Your task is to quote the records from their first line through the line containing "use crate::predictor::confidence_percent;", with nothing added or left out.
*** Begin section ***
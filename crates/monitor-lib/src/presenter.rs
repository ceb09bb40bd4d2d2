//! Presentation of per-iteration results
//!
//! The loop hands every iteration's outcome to a `Presenter`. Rendering
//! failures are the presenter's problem: the loop logs them and moves on.

use crate::models::MetricsSnapshot;
use crate::predictor::confidence_percent;
use crate::severity::Assessment;
use anyhow::{Context, Result};
use serde::{Deserialize, Serialize};
use std::io::Write;
use std::sync::Mutex;

/// Output of one loop iteration
#[derive(Debug, Clone, PartialEq, Serialize, Deserialize)]
#[serde(tag = "status", rename_all = "lowercase")]
pub enum Frame {
    Healthy {
        iteration: u64,
        snapshot: MetricsSnapshot,
        assessment: Assessment,
        history: Vec<f32>,
        trend_mean: Option<f32>,
        model_loaded_at: String,
    },
    Degraded {
        iteration: u64,
        reason: String,
        history: Vec<f32>,
        trend_mean: Option<f32>,
    },
}

impl Frame {
    pub fn iteration(&self) -> u64 {
        match self {
            Frame::Healthy { iteration, .. } | Frame::Degraded { iteration, .. } => *iteration,
        }
    }

    pub fn history(&self) -> &[f32] {
        match self {
            Frame::Healthy { history, .. } | Frame::Degraded { history, .. } => history,
        }
    }

    /// Mean of the history scores at the time of the frame
    pub fn trend_mean(&self) -> Option<f32> {
        match self {
            Frame::Healthy { trend_mean, .. } | Frame::Degraded { trend_mean, .. } => *trend_mean,
        }
    }

    pub fn is_degraded(&self) -> bool {
        matches!(self, Frame::Degraded { .. })
    }
}

/// Consumer of loop output
pub trait Presenter: Send + Sync {
    fn render(&self, frame: &Frame) -> Result<()>;
}

/// Human-readable multi-line output
pub struct TextPresenter<W: Write + Send> {
    out: Mutex<W>,
}

impl TextPresenter<std::io::Stdout> {
    pub fn stdout() -> Self {
        Self::new(std::io::stdout())
    }
}

impl<W: Write + Send> TextPresenter<W> {
    pub fn new(out: W) -> Self {
        Self { out: Mutex::new(out) }
    }

    pub fn into_inner(self) -> W {
        self.out.into_inner().unwrap_or_else(|e| e.into_inner())
    }
}

impl<W: Write + Send> Presenter for TextPresenter<W> {
    fn render(&self, frame: &Frame) -> Result<()> {
        let mut out = self
            .out
            .lock()
            .map_err(|e| anyhow::anyhow!("Lock poisoned: {}", e))?;

        match frame {
            Frame::Healthy {
                iteration,
                snapshot,
                assessment,
                history,
                trend_mean,
                ..
            } => {
                writeln!(
                    out,
                    "[#{}] CPU {:.1}% | RAM {:.1}% | Disk {:.1}%",
                    iteration, snapshot.cpu, snapshot.ram, snapshot.disk
                )?;
                writeln!(
                    out,
                    "  Stability confidence: {}%",
                    confidence_percent(assessment.score)
                )?;
                writeln!(out, "  {}", assessment.primary)?;
                if let Some(secondary) = &assessment.secondary {
                    writeln!(out, "  {}", secondary)?;
                }
                writeln!(out, "  {}", trend_line(history, *trend_mean))?;
            }
            Frame::Degraded {
                iteration,
                reason,
                history,
                trend_mean,
            } => {
                writeln!(out, "[#{}] DEGRADED: {}", iteration, reason)?;
                writeln!(out, "  {}", trend_line(history, *trend_mean))?;
            }
        }
        out.flush().context("Failed to flush presenter output")
    }
}

/// One JSON object per frame, newline-delimited
pub struct JsonPresenter<W: Write + Send> {
    out: Mutex<W>,
}

impl JsonPresenter<std::io::Stdout> {
    pub fn stdout() -> Self {
        Self::new(std::io::stdout())
    }
}

impl<W: Write + Send> JsonPresenter<W> {
    pub fn new(out: W) -> Self {
        Self { out: Mutex::new(out) }
    }

    pub fn into_inner(self) -> W {
        self.out.into_inner().unwrap_or_else(|e| e.into_inner())
    }
}

impl<W: Write + Send> Presenter for JsonPresenter<W> {
    fn render(&self, frame: &Frame) -> Result<()> {
        let line = serde_json::to_string(frame).context("Failed to serialize frame")?;
        let mut out = self
            .out
            .lock()
            .map_err(|e| anyhow::anyhow!("Lock poisoned: {}", e))?;
        writeln!(out, "{}", line)?;
        out.flush().context("Failed to flush presenter output")
    }
}

fn trend_line(history: &[f32], mean: Option<f32>) -> String {
    match mean {
        Some(mean) => format!(
            "Trend ({} samples, avg {}%): {}",
            history.len(),
            confidence_percent(mean),
            sparkline(history)
        ),
        None => format!("Trend ({} samples): {}", history.len(), sparkline(history)),
    }
}

const SPARK_LEVELS: [char; 8] = ['▁', '▂', '▃', '▄', '▅', '▆', '▇', '█'];

/// Render scores in [0, 1] as a block sparkline
pub fn sparkline(scores: &[f32]) -> String {
    let top = (SPARK_LEVELS.len() - 1) as f32;
    scores
        .iter()
        .map(|s| {
            let idx = (s.clamp(0.0, 1.0) * top).round() as usize;
            SPARK_LEVELS[idx]
        })
        .collect()
}

#[cfg(test)]
mod tests {
    use super::*;
    use crate::severity::assess;

    fn healthy_frame(score: f32) -> Frame {
        Frame::Healthy {
            iteration: 7,
            snapshot: MetricsSnapshot {
                cpu: 90.0,
                ram: 85.0,
                disk: 40.0,
                timestamp: 1_700_000_000,
            },
            assessment: assess(score),
            history: vec![0.1, 0.5, score],
            trend_mean: Some(0.5),
            model_loaded_at: "2026-01-01T00:00:00Z".to_string(),
        }
    }

    #[test]
    fn test_sparkline_levels() {
        assert_eq!(sparkline(&[0.0, 1.0]), "▁█");
        assert_eq!(sparkline(&[]), "");
        assert_eq!(sparkline(&[2.0, -1.0]), "█▁");
    }

    #[test]
    fn test_text_presenter_healthy() {
        let presenter = TextPresenter::new(Vec::new());
        presenter.render(&healthy_frame(0.95)).unwrap();

        let text = String::from_utf8(presenter.into_inner()).unwrap();
        assert!(text.contains("CPU 90.0%"));
        assert!(text.contains("Stability confidence: 95%"));
        assert!(text.contains("CRITICAL STATE"));
        assert!(text.contains("Action suggested"));
        assert!(text.contains("Trend (3 samples, avg 50%)"));
    }

    #[test]
    fn test_text_presenter_degraded() {
        let presenter = TextPresenter::new(Vec::new());
        presenter
            .render(&Frame::Degraded {
                iteration: 3,
                reason: "metrics sampling failed: boom".to_string(),
                history: vec![],
                trend_mean: None,
            })
            .unwrap();

        let text = String::from_utf8(presenter.into_inner()).unwrap();
        assert!(text.starts_with("[#3] DEGRADED"));
        assert!(text.contains("boom"));
        assert!(text.contains("Trend (0 samples): \n"));
    }

    #[test]
    fn test_json_presenter_tags_status() {
        let presenter = JsonPresenter::new(Vec::new());
        presenter.render(&healthy_frame(0.62)).unwrap();

        let text = String::from_utf8(presenter.into_inner()).unwrap();
        let value: serde_json::Value = serde_json::from_str(text.trim()).unwrap();
        assert_eq!(value["status"], "healthy");
        assert_eq!(value["iteration"], 7);
        assert_eq!(value["assessment"]["tier"], "caution");
        assert_eq!(value["history"].as_array().unwrap().len(), 3);
        assert_eq!(value["trend_mean"], 0.5);
    }

    #[test]
    fn test_frame_accessors() {
        let frame = healthy_frame(0.3);
        assert_eq!(frame.iteration(), 7);
        assert_eq!(frame.history().len(), 3);
        assert_eq!(frame.trend_mean(), Some(0.5));
        assert!(!frame.is_degraded());
    }
}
*** End section ***
Written answer |
filename crates/monitor-lib/src/presenter.rs
repository ceb09bb40bd4d2d2
//! Presentation of per-iteration results
//!
//! The loop hands every iteration's outcome to a `Presenter`. Rendering
//! failures are the presenter's problem: the loop logs them and moves on.

use crate::models::MetricsSnapshot;
use crate::predictor::confidence_percent;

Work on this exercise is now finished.